Quando os Stones lançaram Emotional Rescue vinham de uma guinada pop dentro da sua sonoridade, iniciada com o "moderninho" Some Girls, lançado no ano anterior. Naquele momento, o rock experimentava uma espécie de renascimento através do punk, power-pop e new wave. Todos os grandes artistas, os chamados "medalhões", lançaram seus discos fortemente influenciados pelo velho novo som e os Stones não fugiriam à regra. No ano seguinte, saia Emotional Rescue, basicamente gravado com material que havia sobrado do LP anterior. Como sempre, as sobras dos Stones, muitas vezes, eram bem superiores ao que eles resolviam lançar oficialmente.

Gravado nas Bahamas, em um estúdio móvel, e concluído em Paris, durante todo o ano de 1979, Emotional Rescue reforça a ideia de ser um disco ensolarado. Trilha perfeita para noites com sol, praieiras, embalando madrugadas com as costas ardentes. É um dos discos mais "para cima" dos Stones e, de fato, precisa ser um fã muito chato para não reconhecer a qualidade das faixas deste disco.
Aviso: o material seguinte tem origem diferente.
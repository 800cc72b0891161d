//! Shared types for the inbound admission pipeline.

use serde::{Deserialize, Serialize};
use uuid::Uuid;

use crate::queue::job::MessageKind;

// ── Inbound event ───────────────────────────────────────────────────

/// One inbound chat message, as delivered by the messaging provider.
#[derive(Debug, Clone, Serialize, Deserialize)]
pub struct InboundEvent {
    /// Provider message id, kept on the job for audit.
    pub external_message_id: String,
    /// Sender address (phone number / chat id).
    pub channel_address: String,
    /// Message text, or the caption for media.
    #[serde(default)]
    pub text: String,
    #[serde(default)]
    pub message_kind: MessageKind,
    /// Provider reference to attached media, if any.
    #[serde(default)]
    pub media_ref: Option<String>,
    /// Business profile published by the sender, when the channel has one.
    #[serde(default)]
    pub profile: Option<ProfileMetadata>,
}

/// Channel-provided business profile of the sender.
#[derive(Debug, Clone, Default, Serialize, Deserialize)]
pub struct ProfileMetadata {
    #[serde(default)]
    pub display_name: Option<String>,
    #[serde(default)]
    pub description: Option<String>,
    #[serde(default)]
    pub categories: Vec<String>,
}

// ── Admission ───────────────────────────────────────────────────────

/// An already registered counterparty the message was matched to.
#[derive(Debug, Clone, PartialEq)]
pub struct MatchedAgency {
    pub counterparty_id: Uuid,
    pub display_name: String,
    pub channel_address: String,
}

/// Admission decision.
#[derive(Debug, Clone, PartialEq)]
pub struct VerificationResult {
    pub accepted: bool,
    /// In `[0, 1]`.
    pub confidence: f32,
    pub reasoning: String,
    /// Rejected, but close enough that asking the sender would make sense.
    pub needs_clarification: bool,
    pub matched: Option<MatchedAgency>,
}

impl VerificationResult {
    pub fn accept(confidence: f32, reasoning: impl Into<String>) -> Self {
        Self {
            accepted: true,
            confidence,
            reasoning: reasoning.into(),
            needs_clarification: false,
            matched: None,
        }
    }

    pub fn reject(confidence: f32, reasoning: impl Into<String>) -> Self {
        Self {
            accepted: false,
            confidence,
            reasoning: reasoning.into(),
            needs_clarification: false,
            matched: None,
        }
    }
}

// ── Outcome ─────────────────────────────────────────────────────────

/// The only synchronous result of processing an inbound event.
#[derive(Debug, Clone, Copy, PartialEq, Eq, Serialize)]
pub struct ProcessOutcome {
    pub accepted: bool,
    pub queued: bool,
}

impl ProcessOutcome {
    pub fn rejected() -> Self {
        Self {
            accepted: false,
            queued: false,
        }
    }

    pub fn queued() -> Self {
        Self {
            accepted: true,
            queued: true,
        }
    }
}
O lado A começa com a batida funk-rock poderosa de "Dance Pt. I". Tais experimentações dançantes eram fruto das idas e vindas do vocalista Mick Jagger a night clubs da moda. Em sua autobiografia, o guitarrista Keith Richards comenta sobre o seu temor de algumas daquelas melodias e temas de Jagger serem plágios inconscientes de canções ouvidas por ele nas festas que frequentava. "Summer Romance" é uma canção fresca sem ser afrescalhada, totalmente alinhada com a batida new wave das bandas mais modernas daquele tempo. "Send It To Me" é uma "regatta" (reggae feito por brancos) convincente. "Let Me Go" é o velho rock analfabeto stoniano. Irresistível e com uma interpretação irrepreensível de Mick Jagger. O primeiro lado se encerra com a balada pseudo-engajada "Indian Girl"

Do outro lado, "Where The Boys Go", a melhor faixa do disco, é um surpreendente punk-rock, invocadíssimo, que não deixa nada a dever às crias bastardas do New York Dolls. "Down In The Hole" é um blues tipicamente Stones, sem maiores surpresas. "Emotional Rescue", a canção,  é um proto-reggae/disco dançante cantado em falsete. Simplesmente, é a coisa mais genial já gravada pelo então quinteto. "She's So Cold", a mais "new wave" das canções do álbum, tem melodia grudenta e um loop harmônico que, praticamente, determinou a minha maneira de compor música.  A balada abolerada "All About You", crua e máscula, cantada por Keith Richards, encerra o álbum de maneira esplendorosa. Se é que tal adjetivo caberia de alguma forma em uma canção interpretada pelo guitarrista.

Após Emotional Rescue, os Stones entrariam em turnê e, em seguida, em um recesso criativo que duraria até o irregular Undercover, álbum seguinte, de 1983. No intervalo, lançaram um disco ao vivo, "Still Life" e outro de sobras, "Tattoo You", este vendido marotamente como se fosse um disco inédito, até que a tramoia de aproveitar gravações antigas fosse descoberta, graças a um processo do ex-guitarrista Mick Taylor. De "Undercover" em diante, os Stones deixaram definitivamente de ser relevantes. Lançariam ainda alguns discos, mas sem jamais rever a energia e o espírito juvenil de Emotional Rescue, porcamente decalcado em Undercover, como uma espécie de canto do cisne sem cisne.